> [Task goal]: When a line in the material contains the word "floor", copy it.

> [Data supplied]:
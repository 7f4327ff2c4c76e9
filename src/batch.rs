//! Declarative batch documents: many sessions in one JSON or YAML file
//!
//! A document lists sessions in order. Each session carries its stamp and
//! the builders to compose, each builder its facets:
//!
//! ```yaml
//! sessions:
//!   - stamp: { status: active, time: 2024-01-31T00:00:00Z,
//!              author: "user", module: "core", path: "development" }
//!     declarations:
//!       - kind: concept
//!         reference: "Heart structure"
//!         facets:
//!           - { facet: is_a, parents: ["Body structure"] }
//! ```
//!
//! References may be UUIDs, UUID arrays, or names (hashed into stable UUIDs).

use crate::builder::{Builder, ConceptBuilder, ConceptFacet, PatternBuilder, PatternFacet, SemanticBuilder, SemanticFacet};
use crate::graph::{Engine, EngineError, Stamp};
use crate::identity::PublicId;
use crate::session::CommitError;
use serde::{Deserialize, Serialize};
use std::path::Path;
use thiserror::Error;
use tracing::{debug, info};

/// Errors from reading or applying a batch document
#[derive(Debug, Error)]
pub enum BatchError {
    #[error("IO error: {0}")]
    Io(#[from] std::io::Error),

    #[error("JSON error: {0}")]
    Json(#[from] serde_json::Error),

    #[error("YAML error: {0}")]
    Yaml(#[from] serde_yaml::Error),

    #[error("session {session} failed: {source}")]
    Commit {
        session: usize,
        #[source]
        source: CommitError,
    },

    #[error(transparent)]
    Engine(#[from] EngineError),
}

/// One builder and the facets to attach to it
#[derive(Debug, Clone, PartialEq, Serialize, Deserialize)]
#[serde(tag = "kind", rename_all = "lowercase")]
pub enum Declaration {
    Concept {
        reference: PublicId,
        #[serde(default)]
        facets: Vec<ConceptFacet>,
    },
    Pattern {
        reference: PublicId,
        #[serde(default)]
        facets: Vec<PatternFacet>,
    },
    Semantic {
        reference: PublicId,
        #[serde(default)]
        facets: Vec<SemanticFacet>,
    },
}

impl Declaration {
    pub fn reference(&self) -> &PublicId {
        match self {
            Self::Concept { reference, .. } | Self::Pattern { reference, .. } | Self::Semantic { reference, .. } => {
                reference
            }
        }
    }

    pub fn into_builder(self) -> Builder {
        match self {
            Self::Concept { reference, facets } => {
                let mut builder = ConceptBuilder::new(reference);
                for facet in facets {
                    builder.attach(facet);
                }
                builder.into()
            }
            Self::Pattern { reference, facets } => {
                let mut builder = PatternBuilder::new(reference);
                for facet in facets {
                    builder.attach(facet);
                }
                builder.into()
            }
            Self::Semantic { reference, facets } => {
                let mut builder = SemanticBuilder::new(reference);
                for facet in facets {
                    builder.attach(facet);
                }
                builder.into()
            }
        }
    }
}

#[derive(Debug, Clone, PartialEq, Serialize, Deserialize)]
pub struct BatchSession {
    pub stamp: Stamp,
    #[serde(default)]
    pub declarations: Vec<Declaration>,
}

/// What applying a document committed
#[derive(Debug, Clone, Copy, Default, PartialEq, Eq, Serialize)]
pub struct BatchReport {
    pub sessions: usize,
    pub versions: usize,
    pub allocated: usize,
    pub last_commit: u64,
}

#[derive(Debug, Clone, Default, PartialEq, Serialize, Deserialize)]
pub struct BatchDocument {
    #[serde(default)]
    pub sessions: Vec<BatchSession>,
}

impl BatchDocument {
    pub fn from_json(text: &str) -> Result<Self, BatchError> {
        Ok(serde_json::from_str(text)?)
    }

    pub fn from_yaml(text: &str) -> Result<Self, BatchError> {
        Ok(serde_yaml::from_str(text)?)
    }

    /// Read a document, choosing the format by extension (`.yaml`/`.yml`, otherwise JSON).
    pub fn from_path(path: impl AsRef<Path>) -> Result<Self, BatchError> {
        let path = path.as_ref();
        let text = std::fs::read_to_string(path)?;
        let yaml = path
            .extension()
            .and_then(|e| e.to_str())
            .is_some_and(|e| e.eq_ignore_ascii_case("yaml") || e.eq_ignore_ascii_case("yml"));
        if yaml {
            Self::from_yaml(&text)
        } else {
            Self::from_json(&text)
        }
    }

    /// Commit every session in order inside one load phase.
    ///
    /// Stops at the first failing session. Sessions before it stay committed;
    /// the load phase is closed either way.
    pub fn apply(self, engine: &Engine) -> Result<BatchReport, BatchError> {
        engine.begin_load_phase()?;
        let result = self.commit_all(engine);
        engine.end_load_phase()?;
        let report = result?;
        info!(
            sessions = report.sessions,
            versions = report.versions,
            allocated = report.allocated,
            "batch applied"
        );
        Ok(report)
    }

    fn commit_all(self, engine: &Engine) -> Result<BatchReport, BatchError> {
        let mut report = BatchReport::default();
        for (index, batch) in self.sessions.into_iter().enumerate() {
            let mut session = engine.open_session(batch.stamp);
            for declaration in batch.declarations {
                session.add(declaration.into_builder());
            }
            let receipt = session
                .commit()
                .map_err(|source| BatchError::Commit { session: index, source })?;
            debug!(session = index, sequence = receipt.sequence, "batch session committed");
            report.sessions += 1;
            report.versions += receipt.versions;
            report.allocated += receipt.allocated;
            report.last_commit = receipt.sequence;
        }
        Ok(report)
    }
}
--
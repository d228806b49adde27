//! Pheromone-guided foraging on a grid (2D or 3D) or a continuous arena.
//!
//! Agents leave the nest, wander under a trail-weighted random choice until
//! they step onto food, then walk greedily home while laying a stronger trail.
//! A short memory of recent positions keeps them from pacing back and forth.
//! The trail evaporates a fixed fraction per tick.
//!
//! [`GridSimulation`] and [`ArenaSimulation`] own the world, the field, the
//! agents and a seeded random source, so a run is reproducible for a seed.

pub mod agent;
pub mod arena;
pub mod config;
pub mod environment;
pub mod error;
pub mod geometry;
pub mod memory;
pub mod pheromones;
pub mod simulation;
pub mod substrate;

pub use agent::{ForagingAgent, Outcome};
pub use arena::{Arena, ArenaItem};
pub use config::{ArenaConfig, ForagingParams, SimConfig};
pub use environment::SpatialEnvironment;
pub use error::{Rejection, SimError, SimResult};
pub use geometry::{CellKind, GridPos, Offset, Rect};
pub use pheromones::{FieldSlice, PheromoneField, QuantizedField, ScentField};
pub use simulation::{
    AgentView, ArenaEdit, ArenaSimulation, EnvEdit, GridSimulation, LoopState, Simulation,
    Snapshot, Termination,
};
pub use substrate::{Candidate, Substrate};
...
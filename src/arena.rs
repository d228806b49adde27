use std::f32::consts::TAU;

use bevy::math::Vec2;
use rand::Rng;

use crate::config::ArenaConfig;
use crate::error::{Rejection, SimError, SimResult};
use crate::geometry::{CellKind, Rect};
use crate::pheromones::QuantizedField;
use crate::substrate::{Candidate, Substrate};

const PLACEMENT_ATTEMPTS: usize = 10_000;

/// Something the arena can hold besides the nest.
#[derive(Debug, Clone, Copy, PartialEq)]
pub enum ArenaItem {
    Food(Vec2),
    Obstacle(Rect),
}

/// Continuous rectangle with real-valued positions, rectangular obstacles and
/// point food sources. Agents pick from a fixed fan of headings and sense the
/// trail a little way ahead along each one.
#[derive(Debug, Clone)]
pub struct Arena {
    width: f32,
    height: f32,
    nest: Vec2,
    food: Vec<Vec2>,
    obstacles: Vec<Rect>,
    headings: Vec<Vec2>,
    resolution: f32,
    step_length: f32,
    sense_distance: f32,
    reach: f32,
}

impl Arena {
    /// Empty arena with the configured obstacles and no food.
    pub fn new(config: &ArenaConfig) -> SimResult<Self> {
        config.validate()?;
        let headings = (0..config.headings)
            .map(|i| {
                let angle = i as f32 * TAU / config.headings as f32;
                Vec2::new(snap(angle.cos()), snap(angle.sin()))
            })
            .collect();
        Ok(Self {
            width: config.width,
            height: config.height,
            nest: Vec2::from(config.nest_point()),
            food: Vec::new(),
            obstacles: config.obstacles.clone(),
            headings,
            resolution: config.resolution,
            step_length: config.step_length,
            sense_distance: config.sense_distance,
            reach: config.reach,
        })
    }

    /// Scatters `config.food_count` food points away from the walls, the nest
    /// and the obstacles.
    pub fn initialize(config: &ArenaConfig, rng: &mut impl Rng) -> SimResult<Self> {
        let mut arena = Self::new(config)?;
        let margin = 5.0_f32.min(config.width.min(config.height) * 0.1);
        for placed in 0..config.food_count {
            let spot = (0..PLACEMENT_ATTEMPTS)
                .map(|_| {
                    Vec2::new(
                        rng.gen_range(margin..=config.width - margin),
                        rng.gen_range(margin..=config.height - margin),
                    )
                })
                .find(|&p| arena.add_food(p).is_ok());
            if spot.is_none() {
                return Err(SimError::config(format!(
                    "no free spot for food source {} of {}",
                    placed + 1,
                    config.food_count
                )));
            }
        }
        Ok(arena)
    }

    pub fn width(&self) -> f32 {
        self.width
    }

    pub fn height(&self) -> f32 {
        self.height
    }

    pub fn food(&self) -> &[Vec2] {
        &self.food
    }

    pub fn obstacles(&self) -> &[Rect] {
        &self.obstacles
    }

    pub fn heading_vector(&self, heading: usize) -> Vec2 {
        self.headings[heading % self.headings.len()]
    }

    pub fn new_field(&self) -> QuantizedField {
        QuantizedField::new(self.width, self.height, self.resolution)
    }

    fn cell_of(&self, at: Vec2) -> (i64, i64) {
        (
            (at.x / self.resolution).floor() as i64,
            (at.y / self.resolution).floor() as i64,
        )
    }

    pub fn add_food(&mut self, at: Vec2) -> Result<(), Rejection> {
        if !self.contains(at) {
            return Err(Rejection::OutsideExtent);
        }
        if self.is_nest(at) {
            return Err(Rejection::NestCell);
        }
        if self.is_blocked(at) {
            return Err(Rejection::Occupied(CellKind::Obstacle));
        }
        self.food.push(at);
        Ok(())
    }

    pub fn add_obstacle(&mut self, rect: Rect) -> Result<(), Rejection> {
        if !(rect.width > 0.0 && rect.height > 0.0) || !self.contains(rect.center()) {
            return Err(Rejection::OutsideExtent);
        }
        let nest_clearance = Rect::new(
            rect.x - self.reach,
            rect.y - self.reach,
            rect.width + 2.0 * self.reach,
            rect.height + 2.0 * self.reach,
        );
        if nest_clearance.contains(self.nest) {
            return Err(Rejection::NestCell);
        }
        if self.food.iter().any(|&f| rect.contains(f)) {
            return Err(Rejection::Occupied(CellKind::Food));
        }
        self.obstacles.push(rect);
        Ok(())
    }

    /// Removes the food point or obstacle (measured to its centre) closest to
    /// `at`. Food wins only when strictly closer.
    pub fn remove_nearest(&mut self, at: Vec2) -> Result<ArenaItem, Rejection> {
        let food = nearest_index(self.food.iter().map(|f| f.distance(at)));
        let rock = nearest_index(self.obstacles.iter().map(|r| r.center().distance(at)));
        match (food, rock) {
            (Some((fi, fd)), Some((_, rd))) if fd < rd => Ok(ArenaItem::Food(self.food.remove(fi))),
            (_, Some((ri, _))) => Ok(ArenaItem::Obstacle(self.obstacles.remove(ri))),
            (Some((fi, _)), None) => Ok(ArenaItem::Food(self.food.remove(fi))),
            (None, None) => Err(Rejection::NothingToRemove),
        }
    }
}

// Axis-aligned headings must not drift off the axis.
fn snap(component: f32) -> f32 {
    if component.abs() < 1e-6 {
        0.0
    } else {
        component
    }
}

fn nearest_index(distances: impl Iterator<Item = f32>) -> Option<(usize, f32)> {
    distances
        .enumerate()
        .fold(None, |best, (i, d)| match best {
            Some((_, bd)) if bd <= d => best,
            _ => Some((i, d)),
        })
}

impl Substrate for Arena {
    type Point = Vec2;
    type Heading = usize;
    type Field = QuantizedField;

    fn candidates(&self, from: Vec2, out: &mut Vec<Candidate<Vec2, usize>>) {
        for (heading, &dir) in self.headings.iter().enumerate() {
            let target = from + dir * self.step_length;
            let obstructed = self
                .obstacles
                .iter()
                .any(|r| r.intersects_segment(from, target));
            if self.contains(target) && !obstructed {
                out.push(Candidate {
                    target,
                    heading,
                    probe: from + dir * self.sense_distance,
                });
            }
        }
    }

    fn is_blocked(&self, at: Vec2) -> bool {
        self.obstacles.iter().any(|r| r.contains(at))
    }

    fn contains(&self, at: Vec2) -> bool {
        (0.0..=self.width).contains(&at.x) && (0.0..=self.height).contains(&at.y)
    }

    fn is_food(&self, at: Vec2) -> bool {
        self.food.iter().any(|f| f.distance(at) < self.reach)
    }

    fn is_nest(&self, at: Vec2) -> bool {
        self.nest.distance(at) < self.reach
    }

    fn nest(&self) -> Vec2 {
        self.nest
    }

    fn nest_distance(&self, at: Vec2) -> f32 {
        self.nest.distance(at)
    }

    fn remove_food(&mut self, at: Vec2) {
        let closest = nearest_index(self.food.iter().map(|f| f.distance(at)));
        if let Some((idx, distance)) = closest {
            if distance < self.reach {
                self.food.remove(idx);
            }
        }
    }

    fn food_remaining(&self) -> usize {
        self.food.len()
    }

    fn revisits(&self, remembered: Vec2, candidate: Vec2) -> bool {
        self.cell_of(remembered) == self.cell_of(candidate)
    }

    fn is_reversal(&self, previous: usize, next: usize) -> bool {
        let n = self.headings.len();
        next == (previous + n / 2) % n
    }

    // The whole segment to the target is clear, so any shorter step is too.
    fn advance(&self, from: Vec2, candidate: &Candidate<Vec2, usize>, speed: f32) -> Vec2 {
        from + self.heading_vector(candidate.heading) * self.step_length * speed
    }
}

> [Reply]:
            (at.x / self.resolution).floor() as i64,
            (at.y / self.resolution).floor() as i64,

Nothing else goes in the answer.